John Alexander beamed. “I should have remembered the name, of course. Your father would be . . . Dr. Byron Coleman?”
“How do you know that?” It had been a long time since someone other than himself had recalled his father’s name.
“I’m from New Richmond too,” Alexander said. “So is my wife.”
“Really?” Coleman asked. “Did I know you there?”
“I don’t think so, though I remember seeing you a couple of times.” In the social life of New Richmond, John Alexander had been several stages removed from the orbit of the doctor’s son. As the thought occurred to him, there was a “ping” from the centrifuge timer. He paused to remove the blood sample which had been spun down, then went on, “My father was a truck farmer. We lived a few miles outside town. You may remember my wife though. Her family had the hardware store. She was Elizabeth Johnson.”
Coleman said thoughtfully, “Yes, I believe I do.” Memory stirred. “Wasn’t there something about her . . . she was in an accident of some sort?”
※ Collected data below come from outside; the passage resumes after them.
use std::{
    process::Command,
    time::{SystemTime, UNIX_EPOCH},
};

fn main() {
    println!("cargo:rerun-if-changed=.git/HEAD");
    println!("cargo:rerun-if-changed=.git/index");

    let output = Command::new("git")
        .args(["describe", "--tags", "--always", "--dirty"])
        .output();

    let version = match output {
        Ok(o) if o.status.success() => {
            let git_output = String::from_utf8(o.stdout)
                .unwrap_or_default()
                .trim()
                .to_string();

            // "v1.0.0" -> "1.0.0"
            let version = git_output.strip_prefix('v').unwrap_or(&git_output);

            if version.ends_with("-dirty") || version.is_empty() {
                format!("{}-{}", version, timestamp())
            } else {
                version.to_string()
            }
        }
        _ => format!("0.0.0-unknown-{}", timestamp()),
    };

    println!("cargo:rustc-env=MISREQ_VERSION={}", version);
}

fn timestamp() -> u64 {
    SystemTime::now()
        .duration_since(UNIX_EPOCH)
        .expect("Time went backwards")
        .as_secs()
}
“That’s right; she was,” John Alexander said. “Her father was killed in his car at the rail crossing. Elizabeth was with him.”
“I remember hearing about it.” David Coleman’s mind flew back over the years—to the country doctor’s office in which his father had healed so many bodies until in the end his own had failed him. He said, “I was away at college at the time, but my father told me afterward.”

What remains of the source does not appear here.